On October 13, 2016 the group released a statement declaring total war on the Nigerian government, code-named "Operation Hammurabi Code", and warns that all Nigerian soldiers and foreign multinational corporation associates will be mercilessly rooted out and eliminated if found to be operating in the delta.

==Timeline of activities==

===2016===
- August 10 - NDGJM militants blew up the Uzere-Eriemu crude oil trunkline, owned by the Nigerian Petroleum Development Company, located in Isoko South LGA, Delta State. The trunkline fed large quantities of crude oil to the Eriemu Manifold prior to its destruction.
- August 19 - At approximately 2:00am NDGJM militants blew up two crude oil pipelines belonging to the Nigerian Petroleum Development Company located near the village of Owhrode, Udu LGA, Delta State. A huge ball of fire could be seen rising from the scene of the explosion for miles around.
- August 30 - At approximately 3:00am the NDGJM Uproot Strike Team B blew up the Ogor-Oteri crude oil pipeline, owned by the Nigerian Petroleum Development Company, located in Delta State.
- September 13 - At approximately 1:00am NDGJM militants blew up the Afiesere-Iwhrenene crude oil pipeline, owned by the Nigerian Petroleum Development Company, located in Ughelli North LGA, Delta State.
- September 18 - At approximately 11:30pm NDGJM militants blew up the Afiesere-Ekiugbo crude oil pipeline, owned by the Nigerian Petroleum Development Company, located in Ughelli North LGA, Delta State.
- September 29 - At approximately 1:00am the NDGJM Opudo Strike Team blew up the Unenurhie-Evwreni crude oil pipeline, owned by the Nigerian Petroleum Development Company, in two separate locations, with one detonation taking place in Ughelli North LGA and another in Ughelli South LGA.
- October 13 - At approximately 9:00pm the NDGJM Akuma Strike Team blew up the Iwhremaro-Ughelli Quality Control Center crude oil pipeline, declaring that they have also commenced Operation Hammurabi Code in response to the Nigerian Army's so called Operation Crocodile Smiles. The Iwhremaro-Ughelli QCC pipeline, operated and owned by the Nigerian Petroleum Development Company, plays host to 4 separate crude oil tank farms, receives crude from 6 oil fields within the Oil Mining Lease 30 area of Delta State, and feeds oil to the Forcados terminal as well as refineries located in Warri and Kaduna.

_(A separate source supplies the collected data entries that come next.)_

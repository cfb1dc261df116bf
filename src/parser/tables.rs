/// Table index applied to the n-th escape or substitution, taken modulo 64.
pub const ENCODING_SELECTOR: [u8; 64] = [
    1, 2, 0, 1, 2, 0, 2, 0, 0, 2, 0, 2, 1, 0, 2, 0, 1, 0, 2, 0, 1, 1, 2, 0, 0, 2, 1, 0, 2, 0, 0, 2,
    1, 1, 0, 2, 0, 2, 0, 1, 0, 1, 1, 2, 0, 1, 0, 2, 1, 0, 2, 0, 1, 1, 2, 0, 0, 1, 1, 2, 0, 1, 0, 2,
];

/// Substitution alphabets indexed by `[ENCODING_SELECTOR[n]][raw_byte]`.
///
/// Slots 0x3C, 0x3E and 0x40 are 0: `<`, `>` and `@` never appear encoded,
/// the format escapes them instead.
pub const SUBSTITUTION_TABLES: [[u8; 128]; 3] = [
    [
        0x00, 0x01, 0x02, 0x03, 0x04, 0x05, 0x06, 0x07, 0x08, 0x7B, 0x0A, 0x0B, 0x0C, 0x0D, 0x0E, 0x0F,
        0x10, 0x11, 0x12, 0x13, 0x14, 0x15, 0x16, 0x17, 0x18, 0x19, 0x1A, 0x1B, 0x1C, 0x1D, 0x1E, 0x1F,
        0x32, 0x30, 0x21, 0x29, 0x5B, 0x38, 0x33, 0x3D, 0x58, 0x3A, 0x35, 0x65, 0x39, 0x5C, 0x56, 0x73,
        0x66, 0x4E, 0x45, 0x6B, 0x62, 0x59, 0x78, 0x5E, 0x7D, 0x4A, 0x6D, 0x71, 0x00, 0x60, 0x00, 0x53,
        0x00, 0x42, 0x27, 0x48, 0x72, 0x75, 0x31, 0x37, 0x4D, 0x52, 0x22, 0x54, 0x6A, 0x47, 0x64, 0x2D,
        0x20, 0x7F, 0x2E, 0x4C, 0x5D, 0x7E, 0x6C, 0x6F, 0x79, 0x74, 0x43, 0x26, 0x76, 0x25, 0x24, 0x2B,
        0x28, 0x23, 0x41, 0x34, 0x09, 0x2A, 0x44, 0x3F, 0x77, 0x3B, 0x55, 0x69, 0x61, 0x63, 0x50, 0x67,
        0x51, 0x49, 0x4F, 0x46, 0x68, 0x7C, 0x36, 0x70, 0x6E, 0x7A, 0x2F, 0x5F, 0x4B, 0x5A, 0x2C, 0x57,
    ],
    [
        0x00, 0x01, 0x02, 0x03, 0x04, 0x05, 0x06, 0x07, 0x08, 0x57, 0x0A, 0x0B, 0x0C, 0x0D, 0x0E, 0x0F,
        0x10, 0x11, 0x12, 0x13, 0x14, 0x15, 0x16, 0x17, 0x18, 0x19, 0x1A, 0x1B, 0x1C, 0x1D, 0x1E, 0x1F,
        0x2E, 0x47, 0x7A, 0x56, 0x42, 0x6A, 0x2F, 0x26, 0x49, 0x41, 0x34, 0x32, 0x5B, 0x76, 0x72, 0x43,
        0x38, 0x39, 0x70, 0x45, 0x68, 0x71, 0x4F, 0x09, 0x62, 0x44, 0x23, 0x75, 0x00, 0x7E, 0x00, 0x5E,
        0x00, 0x77, 0x4A, 0x61, 0x5D, 0x22, 0x4B, 0x6F, 0x4E, 0x3B, 0x4C, 0x50, 0x67, 0x2A, 0x7D, 0x74,
        0x54, 0x2B, 0x2D, 0x2C, 0x30, 0x6E, 0x6B, 0x66, 0x35, 0x25, 0x21, 0x64, 0x4D, 0x52, 0x63, 0x3F,
        0x7B, 0x78, 0x29, 0x28, 0x73, 0x59, 0x33, 0x7F, 0x6D, 0x55, 0x53, 0x7C, 0x3A, 0x5F, 0x65, 0x46,
        0x58, 0x31, 0x69, 0x6C, 0x5A, 0x48, 0x27, 0x5C, 0x3D, 0x24, 0x79, 0x37, 0x60, 0x51, 0x20, 0x36,
    ],
    [
        0x00, 0x01, 0x02, 0x03, 0x04, 0x05, 0x06, 0x07, 0x08, 0x6E, 0x0A, 0x0B, 0x0C, 0x0D, 0x0E, 0x0F,
        0x10, 0x11, 0x12, 0x13, 0x14, 0x15, 0x16, 0x17, 0x18, 0x19, 0x1A, 0x1B, 0x1C, 0x1D, 0x1E, 0x1F,
        0x2D, 0x75, 0x52, 0x60, 0x71, 0x5E, 0x49, 0x5C, 0x62, 0x7D, 0x29, 0x36, 0x20, 0x7C, 0x7A, 0x7F,
        0x6B, 0x63, 0x33, 0x2B, 0x68, 0x51, 0x66, 0x76, 0x31, 0x64, 0x54, 0x43, 0x00, 0x3A, 0x00, 0x7E,
        0x00, 0x45, 0x2C, 0x2A, 0x74, 0x27, 0x37, 0x44, 0x79, 0x59, 0x2F, 0x6F, 0x26, 0x72, 0x6A, 0x39,
        0x7B, 0x3F, 0x38, 0x77, 0x67, 0x53, 0x47, 0x34, 0x78, 0x5D, 0x30, 0x23, 0x5A, 0x5B, 0x6C, 0x48,
        0x55, 0x70, 0x69, 0x2E, 0x4C, 0x21, 0x24, 0x4E, 0x50, 0x09, 0x56, 0x73, 0x35, 0x61, 0x4B, 0x58,
        0x3B, 0x57, 0x22, 0x6D, 0x4D, 0x25, 0x28, 0x46, 0x4A, 0x32, 0x41, 0x3D, 0x5F, 0x4F, 0x42, 0x65,
    ],
];

/// Marker byte introducing a two-byte escape sequence.
pub const ESCAPE_MARKER: u8 = b'@';

/// Emitted for an escape whose payload byte has no mapping.
pub const UNMAPPED_ESCAPE: u8 = b'?';

/// Resolves the payload byte of an `@` escape to its literal value.
#[inline]
#[must_use]
pub const fn unescape(payload: u8) -> Option<u8> {
    match payload {
        b'#' => Some(b'\r'),
        b'&' => Some(b'\n'),
        b'!' => Some(b'<'),
        b'*' => Some(b'>'),
        b'$' => Some(b'@'),
        _ => None,
    }
}

/// Decodes a substitutable byte (`raw < 0x80`) as the `transform_count`-th transform.
#[inline]
#[must_use]
pub const fn substitute(raw: u8, transform_count: usize) -> u8 {
    let table = ENCODING_SELECTOR[transform_count % ENCODING_SELECTOR.len()] as usize;
    SUBSTITUTION_TABLES[table][(raw & 0x7F) as usize]
}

- October 14 - At approximately 11:00pm the NDGJM Akuma Strike Team blew up the Oviri-Ogor crude oil pipeline, owned by the Nigerian Petroleum Development Company, located near the shoreline in Ughelli South LGA. The Oviri-Ogor pipeline fed oil directly to the Iwhremaro-Ughelli QCC pipeline that was destroyed by the same NDGJM strike team 26 hours prior.
- October 30 - The NDGJM Akuma Strike Team blew up the 32-inch Effurun-Otor natural gas pipeline, operated by the Nigerian Petroleum Development Company, located in Uvwie LGA, Delta State. The Effurun-Otor pipeline directly linked to the Utorogu Gas Plant, a gas plant that converts natural gasses, such as methane, into electric currents in order to supply some of Lagos' suburbs with electricity.
- November 1 - NDGJM militants blew up a section of the Trans Forcados crude oil pipeline, owned and operated by Royal Dutch Shell, near Warri, Delta State. The Trans Forcados crude oil pipeline feeds huge amounts of crude oil everyday to the Forcados Export Terminal, capable of operating at 400,000/BPD at maximum capacity.
- November 8 - In the early hours of November 8 an NDGJM strike team blew up a section of the Trans Forcados crude oil pipeline, owned by Royal Dutch Shell, rendering the pipeline inoperable. Civilians reported seeing debris from the pipeline floating miles downstream from the site of the explosion. This was the second explosion to rock the Trans Forcados pipeline within the span of 8 days.